The Program for International Student Assessment (PISA) of the OECD (2022) analyzed the financial literacy of 15-year-olds from a representative sample of 23 nations. It established that 11% of the world’s population was at level 5, that is, a capacity to evaluate and interpret a broad panorama of complex financial products and problems and the implications of income and investment taxes. However, 18% performed at or below level 1, representing the ability to recognize the difference between needs and wants, make easy decisions about day-to-day expenses, and understand the purpose of basic documents such as an invoice.

Moreover, the PISA 2022 data showed that 63% of students already had a bank account, 62% had a debit card, and many had already shopped online. They also exhibited positive financial behaviors, such as saving, comparing prices, and avoiding the influence of friends on spending decisions, which are indicators of a higher level of financial literacy.

It should be noted that the study sample brought together students from different socioeconomic and family backgrounds. It was found that more men than women claimed to be exposed to monetary issues in their daily lives at home and school, even discussing news of this nature with their parents. On the other hand, students in a more disadvantaged socioeconomic context had fewer opportunities to learn about financial topics.

In short, the research suggests that financial literacy is not limited only to those with large sums of money to invest but is relevant to everyone, especially those on tight budgets with little margin for error in economic decisions.

Inclusion in the financial system from an early age can contribute to successful citizens who are competent with mortgages and even cryptocurrencies. Given this paradigm, Financial Education must be integrated into curricula at all academic levels and lifelong learning programs.

An integral part of the curriculum

Financial literacy enables students to navigate opportunities and challenges in this area in real life, which helps reduce unemployment. Similarly, it contributes to producing informed and aware citizens with a sense of social responsibility, understanding that their financial decisions impact their lives and the collective well-being of their community.

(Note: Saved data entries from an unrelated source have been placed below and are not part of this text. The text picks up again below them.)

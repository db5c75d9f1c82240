//! socksrotor-core/src/codec/socks4_upstream.rs
//! Outbound SOCKS4/SOCKS4A handshake against a chosen upstream (§4.3 "SOCKS4
//! upstream"). SOCKS4 carries no username/password subnegotiation; the
//! USERID field is sent empty, mirroring how the inbound side treats it as
//! opaque (§4.3 "Inbound").

use std::net::Ipv4Addr;

use tokio::io::{AsyncReadExt, AsyncWriteExt};
use tokio::net::TcpStream;

use super::socks4_code;
use crate::error::EngineError;
use crate::types::{AddrType, ProxyEntry, Target};

pub async fn connect(entry: &ProxyEntry, target: &Target) -> Result<TcpStream, EngineError> {
    let mut stream = TcpStream::connect((entry.host.as_str(), entry.port))
        .await
        .map_err(EngineError::UpstreamConnect)?;

    let mut req = vec![0x04, 0x01];
    req.extend_from_slice(&target.port.to_be_bytes());

    match target.addr_type {
        AddrType::V4 => {
            let ip: Ipv4Addr = target
                .host
                .parse()
                .map_err(|e| EngineError::ClientProtocol(format!("bad IPv4 target: {e}")))?;
            req.extend_from_slice(&ip.octets());
            req.push(0x00); // empty USERID
        }
        AddrType::Domain => {
            // SOCKS4A: invalid-IP convention 0.0.0.x, followed by USERID then domain.
            req.extend_from_slice(&[0, 0, 0, 1]);
            req.push(0x00); // empty USERID
            req.extend_from_slice(target.host.as_bytes());
            req.push(0x00);
        }
        AddrType::V6 => {
            return Err(EngineError::ClientProtocol(
                "SOCKS4 upstream cannot carry an IPv6 target".into(),
            ));
        }
    }

    stream
        .write_all(&req)
        .await
        .map_err(EngineError::UpstreamConnect)?;

    let mut reply = [0u8; 8];
    stream
        .read_exact(&mut reply)
        .await
        .map_err(|e| EngineError::UpstreamHandshake(format!("connect reply: {e}")))?;
    let [_vn, cd, ..] = reply;

    match cd {
        socks4_code::GRANTED => Ok(stream),
        0x5B => Err(EngineError::UpstreamTarget(cd)), // request rejected/failed
        0x5C | 0x5D => Err(EngineError::UpstreamHandshake(format!(
            "upstream rejected SOCKS4 request: CD {cd:#04x} (ident unreachable/mismatch)"
        ))),
        other => Err(EngineError::UpstreamHandshake(format!("unexpected SOCKS4 CD {other:#04x}"))),
    }
}

#[cfg(test)]
mod tests {
    use super::*;
    use tokio::io::{AsyncReadExt as _, AsyncWriteExt as _};
    use tokio::net::TcpListener;

    #[tokio::test]
    async fn socks4a_domain_handshake_succeeds() {
        let listener = TcpListener::bind("127.0.0.1:0").await.unwrap();
        let addr = listener.local_addr().unwrap();
        let server = tokio::spawn(async move {
            let (mut sock, _) = listener.accept().await.unwrap();
            let mut head = [0u8; 8];
            sock.read_exact(&mut head).await.unwrap();
            assert_eq!(head[0], 0x04);
            assert_eq!(head[1], 0x01);
            assert_eq!(&head[4..8], [0, 0, 0, 1]);
            let mut userid = [0u8; 1];
            sock.read_exact(&mut userid).await.unwrap();
            assert_eq!(userid[0], 0);
            let mut domain = vec![0u8; "example.org".len() + 1];
            sock.read_exact(&mut domain).await.unwrap();
            assert_eq!(&domain[..domain.len() - 1], b"example.org");

            sock.write_all(&[0x00, 0x5A, 0, 0, 0, 0, 0, 0]).await.unwrap();
        });

        let entry = ProxyEntry::new(crate::types::ProxyProtocol::Socks4, addr.ip().to_string(), addr.port());
        let target = Target { host: "example.org".into(), port: 80, addr_type: AddrType::Domain };
        connect(&entry, &target).await.unwrap();
        server.await.unwrap();
    }

    #[tokio::test]
    async fn rejected_request_surfaces_as_upstream_target_not_handshake() {
        let listener = TcpListener::bind("127.0.0.1:0").await.unwrap();
        let addr = listener.local_addr().unwrap();
        let server = tokio::spawn(async move {
            let (mut sock, _) = listener.accept().await.unwrap();
            let mut head = [0u8; 9]; // CD+port+ip+useridterm
            sock.read_exact(&mut head).await.unwrap();
            sock.write_all(&[0x00, 0x5B, 0, 0, 0, 0, 0, 0]).await.unwrap();
        });

        let entry = ProxyEntry::new(crate::types::ProxyProtocol::Socks4, addr.ip().to_string(), addr.port());
        let target = Target { host: "10.0.0.1".into(), port: 80, addr_type: AddrType::V4 };
        let err = connect(&entry, &target).await.unwrap_err();
        assert!(matches!(err, EngineError::UpstreamTarget(0x5B)));
        assert!(!err.penalizes_upstream());
        server.await.unwrap();
    }
}
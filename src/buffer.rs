//! socksrotor-core/src/buffer.rs
//! C3: per-connection I/O buffers with adaptive resizing.
//!
//! Input and pending-output are kept strictly separate (per the §9 design
//! note on buffer aliasing): the reactor only ever fills `input`, and
//! un-written bytes destined for the peer queue up in `pending_output`
//! rather than being spliced back into the same buffer.

use bytes::{Bytes, BytesMut};
use std::collections::VecDeque;

/// Minimum capacity for a SOCKS-upstream connection's input buffer.
pub const BASELINE_CAPACITY: usize = 8 * 1024;
/// Minimum capacity once a connection is known to speak HTTP upstream, or
/// is on the direct path.
pub const HTTP_OR_DIRECT_CAPACITY: usize = 256 * 1024;
/// Floor capacity after an overflow-triggered doubling for HTTP upstreams.
pub const HTTP_OVERFLOW_FLOOR: usize = 1024 * 1024;

pub struct BufferPair {
    input: BytesMut,
    pending_output: VecDeque<Bytes>,
}

impl BufferPair {
    pub fn new(min_capacity: usize) -> Self {
        Self {
            input: BytesMut::with_capacity(min_capacity.max(BASELINE_CAPACITY)),
            pending_output: VecDeque::new(),
        }
    }

    pub fn input_mut(&mut self) -> &mut BytesMut {
        &mut self.input
    }

    pub fn input(&self) -> &BytesMut {
        &self.input
    }

    /// Grows `input`'s capacity to at least `n`, preserving any pending
    /// bytes. Capacity never shrinks.
    pub fn ensure_capacity(&mut self, n: usize) {
        if self.input.capacity() < n {
            let mut grown = BytesMut::with_capacity(n);
            grown.extend_from_slice(&self.input);
            self.input = grown;
        }
    }

    pub fn queue_output(&mut self, bytes: Bytes) {
        if !bytes.is_empty() {
            self.pending_output.push_back(bytes);
        }
    }

    pub fn has_pending_output(&self) -> bool {
        !self.pending_output.is_empty()
    }

    pub fn pop_pending_output(&mut self) -> Option<Bytes> {
        self.pending_output.pop_front()
    }
}
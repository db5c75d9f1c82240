//! socksrotor-core
//! Connection engine for a rotating-upstream local SOCKS4/4A/5 proxy: see
//! `ProxyEngine` for the public entry point. Designed to be embedded as the
//! traffic-routing core of an interactive HTTP-inspection tool — the host
//! tool's UI, persistence, and extension ABI are not part of this crate.

pub mod bypass;
pub mod buffer;
pub mod codec;
pub mod connection;
pub mod engine;
pub mod error;
pub mod logging;
pub mod reaper;
pub mod registry;
pub mod types;

pub use engine::ProxyEngine;
pub use error::EngineError;
pub use registry::ProxyRegistry;
pub use types::{
    LogCallback, ProxyEntry, ProxyFailedCallback, ProxyIdentity, ProxyProtocol, ProxyReactivatedCallback,
    SelectionMode, Settings, Stats,
};
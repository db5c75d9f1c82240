//! socksrotor-core/src/logging.rs
//! Process-global `tracing` subscriber init, mirroring the teacher's
//! `logging.rs`: a `fmt` layer plus an `EnvFilter` wrapped in a `reload::Handle`
//! so the host can change verbosity at runtime without restarting the
//! process. Guarded by `Once` since a subscriber can only be installed once
//! per process, regardless of how many `ProxyEngine`s exist.
//!
//! Also carries `HostSinkLayer`, which forwards every `tracing` event to
//! whichever `ProxyEngine`s have registered their two host log callbacks
//! (§1/§6). A process has exactly one global subscriber, so the callbacks
//! can't be appended per-engine the way a fresh `Layer` stack normally
//! would be; instead `HostSinkLayer` is always part of the one subscriber
//! `init` installs, and engines register into (and unregister out of) its
//! shared sink table as they start and stop.

use std::sync::atomic::{AtomicU64, Ordering};
use std::sync::{Arc, OnceLock, RwLock};

use dashmap::DashMap;
use tracing::field::{Field, Visit};
use tracing::{Event, Level, Subscriber};
use tracing_subscriber::layer::{Context, SubscriberExt};
use tracing_subscriber::util::SubscriberInitExt;
use tracing_subscriber::{fmt, reload, EnvFilter, Layer};

use crate::types::{LogCallback, Settings};

type FilterHandle = reload::Handle<EnvFilter, tracing_subscriber::Registry>;

struct LogSink {
    on_log: LogCallback,
    on_log_error: LogCallback,
    settings: Arc<RwLock<Settings>>,
}

static RELOAD_HANDLE: OnceLock<FilterHandle> = OnceLock::new();
static NEXT_SINK_ID: AtomicU64 = AtomicU64::new(1);
static LOG_SINKS: OnceLock<DashMap<u64, LogSink>> = OnceLock::new();

fn sinks() -> &'static DashMap<u64, LogSink> {
    LOG_SINKS.get_or_init(DashMap::new)
}

/// Registers a `(on_log, on_log_error)` pair; `on_log_error` receives
/// WARN/ERROR events, `on_log` receives everything else. `settings` is
/// consulted on every event so the owning engine's `logging_enabled` (§6)
/// silences both callbacks without re-registering. Returns a token to pass
/// to `unregister_log_callbacks` once the owning engine stops.
pub fn register_log_callbacks(
    on_log: LogCallback,
    on_log_error: LogCallback,
    settings: Arc<RwLock<Settings>>,
) -> u64 {
    let id = NEXT_SINK_ID.fetch_add(1, Ordering::Relaxed);
    sinks().insert(id, LogSink { on_log, on_log_error, settings });
    id
}

pub fn unregister_log_callbacks(id: u64) {
    sinks().remove(&id);
}

/// Installs the global subscriber on first call; subsequent calls are a
/// no-op. `default_directive` is used only if `RUST_LOG` is unset.
pub fn init(default_directive: &str) {
    if RELOAD_HANDLE.get().is_some() {
        return;
    }

    let filter = EnvFilter::try_from_default_env().unwrap_or_else(|_| EnvFilter::new(default_directive));
    let (filter, handle) = reload::Layer::new(filter);

    let subscriber = tracing_subscriber::registry()
        .with(filter)
        .with(fmt::layer())
        .with(HostSinkLayer);
    // First caller in a process wins; a racing second init silently keeps
    // the handle from whichever completed `set` first.
    if subscriber.try_init().is_ok() {
        let _ = RELOAD_HANDLE.set(handle);
    }
}

/// Updates the active log filter, e.g. from a host settings change.
/// No-op if `init` was never called.
pub fn set_filter(directive: &str) {
    if let Some(handle) = RELOAD_HANDLE.get() {
        let _ = handle.reload(EnvFilter::new(directive));
    }
}

struct HostSinkLayer;

impl<S: Subscriber> Layer<S> for HostSinkLayer {
    fn on_event(&self, event: &Event<'_>, _ctx: Context<'_, S>) {
        let sinks = sinks();
        if sinks.is_empty() {
            return;
        }
        let mut visitor = MessageVisitor::default();
        event.record(&mut visitor);
        let level = *event.metadata().level();
        for entry in sinks.iter() {
            let sink = entry.value();
            if !sink.settings.read().unwrap().logging_enabled {
                continue;
            }
            let cb = if level <= Level::WARN { &sink.on_log_error } else { &sink.on_log };
            cb(level, &visitor.message);
        }
    }
}

#[derive(Default)]
struct MessageVisitor {
    message: String,
}

impl Visit for MessageVisitor {
    fn record_debug(&mut self, field: &Field, value: &dyn std::fmt::Debug) {
        if field.name() == "message" {
            self.message = format!("{value:?}");
        }
    }
}

#[cfg(test)]
mod tests {
    use super::*;

    #[test]
    fn set_filter_before_init_is_a_harmless_no_op() {
        set_filter("debug");
    }

    #[test]
    fn register_and_unregister_round_trips() {
        let on_log: LogCallback = std::sync::Arc::new(|_, _| {});
        let on_log_error: LogCallback = std::sync::Arc::new(|_, _| {});
        let settings = Arc::new(RwLock::new(Settings::default()));
        let id = register_log_callbacks(on_log, on_log_error, settings);
        assert!(sinks().contains_key(&id));
        unregister_log_callbacks(id);
        assert!(!sinks().contains_key(&id));
    }
}
//! socksrotor-core/src/codec/inbound.rs
//! Parses the client's SOCKS4 / SOCKS4A / SOCKS5 greeting and CONNECT
//! request (§4.3 "Inbound"). Each function assumes the version byte has
//! already been consumed by `peek_version`, mirroring the teacher's
//! `parse_handshake`/`parse_login_start` split in `protocol.rs`.

use std::net::Ipv4Addr;

use tokio::io::{AsyncReadExt, AsyncWriteExt};

use super::{rep, socks4_code, socks4_reply_bytes, socks5_reply_bytes};
use crate::error::EngineError;
use crate::types::{AddrType, Target};

/// Inbound SOCKS protocol version, detected from the greeting's first byte.
#[derive(Debug, Clone, Copy, PartialEq, Eq)]
pub enum InboundVersion {
    V4,
    V5,
}

/// Reads the single version byte that distinguishes SOCKS4 from SOCKS5.
pub async fn peek_version<S>(stream: &mut S) -> Result<InboundVersion, EngineError>
where
    S: AsyncReadExt + Unpin,
{
    let ver = stream
        .read_u8()
        .await
        .map_err(|e| EngineError::ClientProtocol(format!("failed to read version byte: {e}")))?;
    match ver {
        0x04 => Ok(InboundVersion::V4),
        0x05 => Ok(InboundVersion::V5),
        other => Err(EngineError::ClientProtocol(format!(
            "unsupported SOCKS version {other:#04x}"
        ))),
    }
}

/// Reads the SOCKS5 method-selection message (`NMETHODS, METHODS[...]`) and
/// always replies `05 00` (no-auth), ignoring whatever methods were offered.
pub async fn finish_socks5_greeting<S>(stream: &mut S) -> Result<(), EngineError>
where
    S: AsyncReadExt + AsyncWriteExt + Unpin,
{
    let nmethods = stream
        .read_u8()
        .await
        .map_err(|e| EngineError::ClientProtocol(format!("bad greeting: {e}")))?;
    let mut methods = vec![0u8; nmethods as usize];
    stream
        .read_exact(&mut methods)
        .await
        .map_err(|e| EngineError::ClientProtocol(format!("truncated method list: {e}")))?;

    stream
        .write_all(&[0x05, 0x00])
        .await
        .map_err(|e| EngineError::ClientProtocol(format!("failed to write greeting reply: {e}")))?;
    Ok(())
}

/// Reads the SOCKS5 CONNECT request (version byte already consumed).
pub async fn read_socks5_request<S>(stream: &mut S) -> Result<Target, EngineError>
where
    S: AsyncReadExt + AsyncWriteExt + Unpin,
{
    let mut head = [0u8; 3];
    stream
        .read_exact(&mut head)
        .await
        .map_err(|e| EngineError::ClientProtocol(format!("truncated request: {e}")))?;
    let [cmd, _rsv, atyp] = head;

    if cmd != 0x01 {
        let _ = stream.write_all(&socks5_reply_bytes(rep::COMMAND_NOT_SUPPORTED)).await;
        return Err(EngineError::ClientProtocol(format!("unsupported CMD {cmd:#04x}")));
    }

    let (host, addr_type) = match atyp {
        1 => {
            let mut buf = [0u8; 4];
            stream
                .read_exact(&mut buf)
                .await
                .map_err(|e| EngineError::ClientProtocol(format!("truncated IPv4 address: {e}")))?;
            (Ipv4Addr::from(buf).to_string(), AddrType::V4)
        }
        3 => {
            let len = stream
                .read_u8()
                .await
                .map_err(|e| EngineError::ClientProtocol(format!("truncated domain length: {e}")))?;
            let mut buf = vec![0u8; len as usize];
            stream
                .read_exact(&mut buf)
                .await
                .map_err(|e| EngineError::ClientProtocol(format!("truncated domain: {e}")))?;
            let domain = String::from_utf8(buf)
                .map_err(|e| EngineError::ClientProtocol(format!("non-UTF8 domain: {e}")))?;
            (domain, AddrType::Domain)
        }
        4 => {
            let mut buf = [0u8; 16];
            stream
                .read_exact(&mut buf)
                .await
                .map_err(|e| EngineError::ClientProtocol(format!("truncated IPv6 address: {e}")))?;
            (std::net::Ipv6Addr::from(buf).to_string(), AddrType::V6)
        }
        other => {
            let _ = stream.write_all(&socks5_reply_bytes(rep::ADDR_TYPE_NOT_SUPPORTED)).await;
            return Err(EngineError::ClientProtocol(format!("unsupported ATYP {other:#04x}")));
        }
    };

    let port = stream
        .read_u16()
        .await
        .map_err(|e| EngineError::ClientProtocol(format!("truncated port: {e}")))?;

    Ok(Target { host, port, addr_type })
}

/// Reads a SOCKS4/SOCKS4A CONNECT request (version byte already consumed).
pub async fn read_socks4_request<S>(stream: &mut S) -> Result<Target, EngineError>
where
    S: AsyncReadExt + AsyncWriteExt + Unpin,
{
    let mut head = [0u8; 7];
    stream
        .read_exact(&mut head)
        .await
        .map_err(|e| EngineError::ClientProtocol(format!("truncated request: {e}")))?;
    let cmd = head[0];
    let port = u16::from_be_bytes([head[1], head[2]]);
    let ip = [head[3], head[4], head[5], head[6]];

    if cmd != 0x01 {
        let _ = stream.write_all(&socks4_reply_bytes(socks4_code::REJECTED)).await;
        return Err(EngineError::ClientProtocol(format!("unsupported CD {cmd:#04x}")));
    }

    read_null_terminated(stream).await?; // USERID

    let is_socks4a = ip[0] == 0 && ip[1] == 0 && ip[2] == 0 && ip[3] != 0;
    let (host, addr_type) = if is_socks4a {
        let domain = read_null_terminated(stream).await?;
        (domain, AddrType::Domain)
    } else {
        (Ipv4Addr::from(ip).to_string(), AddrType::V4)
    };

    Ok(Target { host, port, addr_type })
}

async fn read_null_terminated<S>(stream: &mut S) -> Result<String, EngineError>
where
    S: AsyncReadExt + Unpin,
{
    let mut buf = Vec::new();
    loop {
        let b = stream
            .read_u8()
            .await
            .map_err(|e| EngineError::ClientProtocol(format!("truncated null-terminated field: {e}")))?;
        if b == 0 {
            break;
        }
        buf.push(b);
        if buf.len() > 4096 {
            return Err(EngineError::ClientProtocol("null-terminated field too long".into()));
        }
    }
    String::from_utf8(buf).map_err(|e| EngineError::ClientProtocol(format!("non-UTF8 field: {e}")))
}

pub async fn write_socks5_reply<S>(stream: &mut S, rep: u8) -> std::io::Result<()>
where
    S: AsyncWriteExt + Unpin,
{
    stream.write_all(&socks5_reply_bytes(rep)).await
}

pub async fn write_socks4_reply<S>(stream: &mut S, code: u8) -> std::io::Result<()>
where
    S: AsyncWriteExt + Unpin,
{
    stream.write_all(&socks4_reply_bytes(code)).await
}

#[cfg(test)]
mod tests {
    use super::*;
    use std::io::Cursor;

    #[tokio::test]
    async fn socks5_greeting_always_replies_no_auth() {
        let mut stream = Cursor::new(vec![0x02, 0x00, 0x02]); // NMETHODS=2, METHODS=[0,2]
        finish_socks5_greeting(&mut stream).await.unwrap();
        assert_eq!(stream.into_inner()[3..], [0x05, 0x00]);
    }

    #[tokio::test]
    async fn socks5_request_round_trips_ipv4_domain_ipv6() {
        for (atyp, addr_bytes, expected_host) in [
            (1u8, vec![93, 184, 216, 34], "93.184.216.34".to_string()),
            (3u8, {
                let mut v = vec![11u8];
                v.extend_from_slice(b"example.com");
                v
            }, "example.com".to_string()),
            (4u8, vec![0xfe, 0x80, 0,0,0,0,0,0,0,0,0,0,0,0,0,1], "fe80::1".to_string()),
        ] {
            let mut body = vec![0x01, 0x00, atyp];
            body.extend_from_slice(&addr_bytes);
            body.extend_from_slice(&443u16.to_be_bytes());
            let mut stream = Cursor::new(body);
            let target = read_socks5_request(&mut stream).await.unwrap();
            assert_eq!(target.host, expected_host);
            assert_eq!(target.port, 443);
        }
    }

    #[tokio::test]
    async fn socks5_bad_cmd_replies_command_not_supported() {
        let mut stream = Cursor::new(vec![0x02, 0x00, 0x01, 1, 2, 3, 4, 0, 80]);
        let err = read_socks5_request(&mut stream).await.unwrap_err();
        assert!(matches!(err, EngineError::ClientProtocol(_)));
        let written = stream.into_inner();
        assert_eq!(&written[9..], &socks5_reply_bytes(rep::COMMAND_NOT_SUPPORTED));
    }

    #[tokio::test]
    async fn socks4_plain_ipv4_request() {
        let mut body = vec![0x01];
        body.extend_from_slice(&80u16.to_be_bytes());
        body.extend_from_slice(&[93, 184, 216, 34]);
        body.extend_from_slice(b"user\0");
        let mut stream = Cursor::new(body);
        let target = read_socks4_request(&mut stream).await.unwrap();
        assert_eq!(target.host, "93.184.216.34");
        assert_eq!(target.port, 80);
        assert_eq!(target.addr_type, AddrType::V4);
    }

    #[tokio::test]
    async fn socks4a_domain_request() {
        let mut body = vec![0x01];
        body.extend_from_slice(&80u16.to_be_bytes());
        body.extend_from_slice(&[0, 0, 0, 1]);
        body.extend_from_slice(b"user\0");
        body.extend_from_slice(b"example.org\0");
        let mut stream = Cursor::new(body);
        let target = read_socks4_request(&mut stream).await.unwrap();
        assert_eq!(target.host, "example.org");
        assert_eq!(target.port, 80);
        assert_eq!(target.addr_type, AddrType::Domain);
    }

    #[tokio::test]
    async fn partial_read_robustness_matches_whole_read() {
        // feed the request byte-by-byte through a reader that only ever
        // yields one byte per poll, and confirm the decoded target matches.
        let mut body = vec![0x01, 0x00, 0x03];
        body.push(11);
        body.extend_from_slice(b"example.com");
        body.extend_from_slice(&443u16.to_be_bytes());

        struct OneByteAtATime(Vec<u8>, usize);
        impl tokio::io::AsyncRead for OneByteAtATime {
            fn poll_read(
                mut self: std::pin::Pin<&mut Self>,
                _cx: &mut std::task::Context<'_>,
                buf: &mut tokio::io::ReadBuf<'_>,
            ) -> std::task::Poll<std::io::Result<()>> {
                if self.1 < self.0.len() {
                    buf.put_slice(&[self.0[self.1]]);
                    self.1 += 1;
                }
                std::task::Poll::Ready(Ok(()))
            }
        }
        impl tokio::io::AsyncWrite for OneByteAtATime {
            fn poll_write(self: std::pin::Pin<&mut Self>, _cx: &mut std::task::Context<'_>, buf: &[u8]) -> std::task::Poll<Result<usize, std::io::Error>> {
                std::task::Poll::Ready(Ok(buf.len()))
            }
            fn poll_flush(self: std::pin::Pin<&mut Self>, _cx: &mut std::task::Context<'_>) -> std::task::Poll<Result<(), std::io::Error>> {
                std::task::Poll::Ready(Ok(()))
            }
            fn poll_shutdown(self: std::pin::Pin<&mut Self>, _cx: &mut std::task::Context<'_>) -> std::task::Poll<Result<(), std::io::Error>> {
                std::task::Poll::Ready(Ok(()))
            }
        }

        let mut reader = OneByteAtATime(body, 0);
        let target = read_socks5_request(&mut reader).await.unwrap();
        assert_eq!(target.host, "example.com");
        assert_eq!(target.port, 443);
    }
}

For her part, the Ecuadorian educator and Minister of Education, Alegría Crespo Cordovez, emphasizes that people are exposed to money daily; it is connected to their needs, personality, and the ability to manage emotions and control impulses. So, like any relationship, this bond requires care and boundary-setting to balance giving and receiving.

“Promoting the understanding of concepts about savings, debts, investments, taxes, and policies, among others, can ensure proper management of personal finances and allows for the training of entrepreneurs and innovators who can make decisions about their financial growth and economic security. […] If we want to strengthen micro-entrepreneurs and producers, we must introduce curricular training in Financial Education beginning in early childhood, with pedagogical resources adapted to children’s ages and school cycles because the knowledge acquired at this stage is central to the advancement of their intellectual skills and the configuration of their thinking,” she says.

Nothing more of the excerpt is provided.